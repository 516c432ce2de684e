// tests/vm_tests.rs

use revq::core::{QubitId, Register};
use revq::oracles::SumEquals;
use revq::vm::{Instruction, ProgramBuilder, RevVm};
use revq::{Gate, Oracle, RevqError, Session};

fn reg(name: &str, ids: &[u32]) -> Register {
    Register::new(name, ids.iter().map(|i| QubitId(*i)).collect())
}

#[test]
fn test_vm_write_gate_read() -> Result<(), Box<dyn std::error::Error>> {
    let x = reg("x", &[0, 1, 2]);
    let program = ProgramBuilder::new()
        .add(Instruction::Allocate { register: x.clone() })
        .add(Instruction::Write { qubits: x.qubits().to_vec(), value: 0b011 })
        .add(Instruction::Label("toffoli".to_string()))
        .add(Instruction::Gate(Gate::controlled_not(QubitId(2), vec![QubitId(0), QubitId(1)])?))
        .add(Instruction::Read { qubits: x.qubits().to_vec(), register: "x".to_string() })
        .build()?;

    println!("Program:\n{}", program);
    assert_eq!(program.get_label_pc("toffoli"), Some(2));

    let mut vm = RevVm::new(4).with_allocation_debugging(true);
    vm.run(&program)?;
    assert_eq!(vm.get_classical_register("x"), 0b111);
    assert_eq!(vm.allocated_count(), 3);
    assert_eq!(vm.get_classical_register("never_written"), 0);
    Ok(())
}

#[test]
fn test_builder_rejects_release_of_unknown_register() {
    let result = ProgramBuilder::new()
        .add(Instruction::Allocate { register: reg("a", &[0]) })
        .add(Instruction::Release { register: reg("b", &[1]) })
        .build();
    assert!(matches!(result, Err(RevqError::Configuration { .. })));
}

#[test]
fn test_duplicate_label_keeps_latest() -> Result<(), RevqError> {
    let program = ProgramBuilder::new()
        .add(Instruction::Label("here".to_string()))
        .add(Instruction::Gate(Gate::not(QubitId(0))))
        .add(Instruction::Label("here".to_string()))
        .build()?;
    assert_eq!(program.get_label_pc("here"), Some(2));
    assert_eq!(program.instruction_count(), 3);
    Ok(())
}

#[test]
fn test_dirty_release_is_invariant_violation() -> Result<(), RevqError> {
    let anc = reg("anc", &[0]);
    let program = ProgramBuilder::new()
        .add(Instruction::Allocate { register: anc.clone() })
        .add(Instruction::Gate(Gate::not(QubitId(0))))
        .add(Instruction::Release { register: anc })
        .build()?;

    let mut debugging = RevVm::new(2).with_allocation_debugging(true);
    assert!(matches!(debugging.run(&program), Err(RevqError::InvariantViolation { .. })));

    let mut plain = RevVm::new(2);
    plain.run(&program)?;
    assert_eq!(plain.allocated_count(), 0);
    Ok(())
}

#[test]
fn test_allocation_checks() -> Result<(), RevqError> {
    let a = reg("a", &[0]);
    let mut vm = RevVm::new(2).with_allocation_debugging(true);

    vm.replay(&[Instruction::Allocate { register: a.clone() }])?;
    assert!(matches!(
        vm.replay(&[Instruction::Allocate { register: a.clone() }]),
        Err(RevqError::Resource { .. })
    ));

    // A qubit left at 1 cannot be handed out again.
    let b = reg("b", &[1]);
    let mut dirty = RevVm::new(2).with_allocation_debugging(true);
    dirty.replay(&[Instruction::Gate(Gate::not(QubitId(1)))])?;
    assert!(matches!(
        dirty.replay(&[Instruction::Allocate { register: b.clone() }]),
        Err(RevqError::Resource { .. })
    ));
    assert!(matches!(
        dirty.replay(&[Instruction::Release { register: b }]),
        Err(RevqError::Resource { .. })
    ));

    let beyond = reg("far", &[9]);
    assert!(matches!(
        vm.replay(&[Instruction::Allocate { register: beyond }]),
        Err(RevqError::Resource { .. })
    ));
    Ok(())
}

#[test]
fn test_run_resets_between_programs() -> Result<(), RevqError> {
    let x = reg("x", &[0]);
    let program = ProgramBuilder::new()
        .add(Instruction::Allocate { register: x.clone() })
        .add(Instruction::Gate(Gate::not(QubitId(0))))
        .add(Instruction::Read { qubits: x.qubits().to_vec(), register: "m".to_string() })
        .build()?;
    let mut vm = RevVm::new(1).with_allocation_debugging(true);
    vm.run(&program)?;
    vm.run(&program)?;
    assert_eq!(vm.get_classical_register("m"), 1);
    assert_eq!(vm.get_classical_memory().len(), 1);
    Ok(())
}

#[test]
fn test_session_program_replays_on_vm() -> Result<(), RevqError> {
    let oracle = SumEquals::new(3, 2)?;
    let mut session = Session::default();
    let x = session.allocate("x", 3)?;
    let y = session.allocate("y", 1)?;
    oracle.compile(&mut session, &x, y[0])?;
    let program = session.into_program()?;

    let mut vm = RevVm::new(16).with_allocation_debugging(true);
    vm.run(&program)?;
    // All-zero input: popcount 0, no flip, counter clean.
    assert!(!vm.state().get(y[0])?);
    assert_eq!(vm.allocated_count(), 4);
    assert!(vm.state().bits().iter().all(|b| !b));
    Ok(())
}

******

## Work to complete
Nothing in the records should be left out; write all of them out again exactly.

## Response to the exercise
repository 516c432ce2de684e
// tests/vm_tests.rs

use revq::core::{QubitId, Register};
use revq::oracles::SumEquals;
use revq::vm::{Instruction, ProgramBuilder, RevVm};
use revq::{Gate, Oracle, RevqError, Session};

fn reg(name: &str, ids: &[u32]) -> Register {
    Register::new(name, ids.iter().map(|i| QubitId(*i)).collect())
}

#[test]
fn test_vm_write_gate_read() -> Result<(), Box<dyn std::error::Error>> {
    let x = reg("x", &[0, 1, 2]);
    let program = ProgramBuilder::new()
        .add(Instruction::Allocate { register: x.clone() })
        .add(Instruction::Write { qubits: x.qubits().to_vec(), value: 0b011 })
        .add(Instruction::Label("toffoli".to_string()))
        .add(Instruction::Gate(Gate::controlled_not(QubitId(2), vec![QubitId(0), QubitId(1)])?))
        .add(Instruction::Read { qubits: x.qubits().to_vec(), register: "x".to_string() })
        .build()?;

    println!("Program:\n{}", program);
    assert_eq!(program.get_label_pc("toffoli"), Some(2));

    let mut vm = RevVm::new(4).with_allocation_debugging(true);
    vm.run(&program)?;
    assert_eq!(vm.get_classical_register("x"), 0b111);
    assert_eq!(vm.allocated_count(), 3);
    assert_eq!(vm.get_classical_register("never_written"), 0);
    Ok(())
}

#[test]
fn test_builder_rejects_release_of_unknown_register() {
    let result = ProgramBuilder::new()
        .add(Instruction::Allocate { register: reg("a", &[0]) })
        .add(Instruction::Release { register: reg("b", &[1]) })
        .build();
    assert!(matches!(result, Err(RevqError::Configuration { .. })));
}

#[test]
fn test_duplicate_label_keeps_latest() -> Result<(), RevqError> {
    let program = ProgramBuilder::new()
        .add(Instruction::Label("here".to_string()))
        .add(Instruction::Gate(Gate::not(QubitId(0))))
        .add(Instruction::Label("here".to_string()))
        .build()?;
    assert_eq!(program.get_label_pc("here"), Some(2));
    assert_eq!(program.instruction_count(), 3);
    Ok(())
}

#[test]
fn test_dirty_release_is_invariant_violation() -> Result<(), RevqError> {
    let anc = reg("anc", &[0]);
    let program = ProgramBuilder::new()
        .add(Instruction::Allocate { register: anc.clone() })
        .add(Instruction::Gate(Gate::not(QubitId(0))))
        .add(Instruction::Release { register: anc })
        .build()?;

    let mut debugging = RevVm::new(2).with_allocation_debugging(true);
    assert!(matches!(debugging.run(&program), Err(RevqError::InvariantViolation { .. })));

    let mut plain = RevVm::new(2);
    plain.run(&program)?;
    assert_eq!(plain.allocated_count(), 0);
    Ok(())
}

#[test]
fn test_allocation_checks() -> Result<(), RevqError> {
    let a = reg("a", &[0]);
    let mut vm = RevVm::new(2).with_allocation_debugging(true);

    vm.replay(&[Instruction::Allocate { register: a.clone() }])?;
    assert!(matches!(
        vm.replay(&[Instruction::Allocate { register: a.clone() }]),
        Err(RevqError::Resource { .. })
    ));

    // A qubit left at 1 cannot be handed out again.
    let b = reg("b", &[1]);
    let mut dirty = RevVm::new(2).with_allocation_debugging(true);
    dirty.replay(&[Instruction::Gate(Gate::not(QubitId(1)))])?;
    assert!(matches!(
        dirty.replay(&[Instruction::Allocate { register: b.clone() }]),
        Err(RevqError::Resource { .. })
    ));
    assert!(matches!(
        dirty.replay(&[Instruction::Release { register: b }]),
        Err(RevqError::Resource { .. })
    ));

    let beyond = reg("far", &[9]);
    assert!(matches!(
        vm.replay(&[Instruction::Allocate { register: beyond }]),
        Err(RevqError::Resource { .. })
    ));
    Ok(())
}

#[test]
fn test_run_resets_between_programs() -> Result<(), RevqError> {
    let x = reg("x", &[0]);
    let program = ProgramBuilder::new()
        .add(Instruction::Allocate { register: x.clone() })
        .add(Instruction::Gate(Gate::not(QubitId(0))))
        .add(Instruction::Read { qubits: x.qubits().to_vec(), register: "m".to_string() })
        .build()?;
    let mut vm = RevVm::new(1).with_allocation_debugging(true);
    vm.run(&program)?;
    vm.run(&program)?;
    assert_eq!(vm.get_classical_register("m"), 1);
    assert_eq!(vm.get_classical_memory().len(), 1);
    Ok(())
}

#[test]
fn test_session_program_replays_on_vm() -> Result<(), RevqError> {
    let oracle = SumEquals::new(3, 2)?;
    let mut session = Session::default();
    let x = session.allocate("x", 3)?;
    let y = session.allocate("y", 1)?;
    oracle.compile(&mut session, &x, y[0])?;
    let program = session.into_program()?;

    let mut vm = RevVm::new(16).with_allocation_debugging(true);
    vm.run(&program)?;
    // All-zero input: popcount 0, no flip, counter clean.
    assert!(!vm.state().get(y[0])?);
    assert_eq!(vm.allocated_count(), 4);
    assert!(vm.state().bits().iter().all(|b| !b));
    Ok(())
}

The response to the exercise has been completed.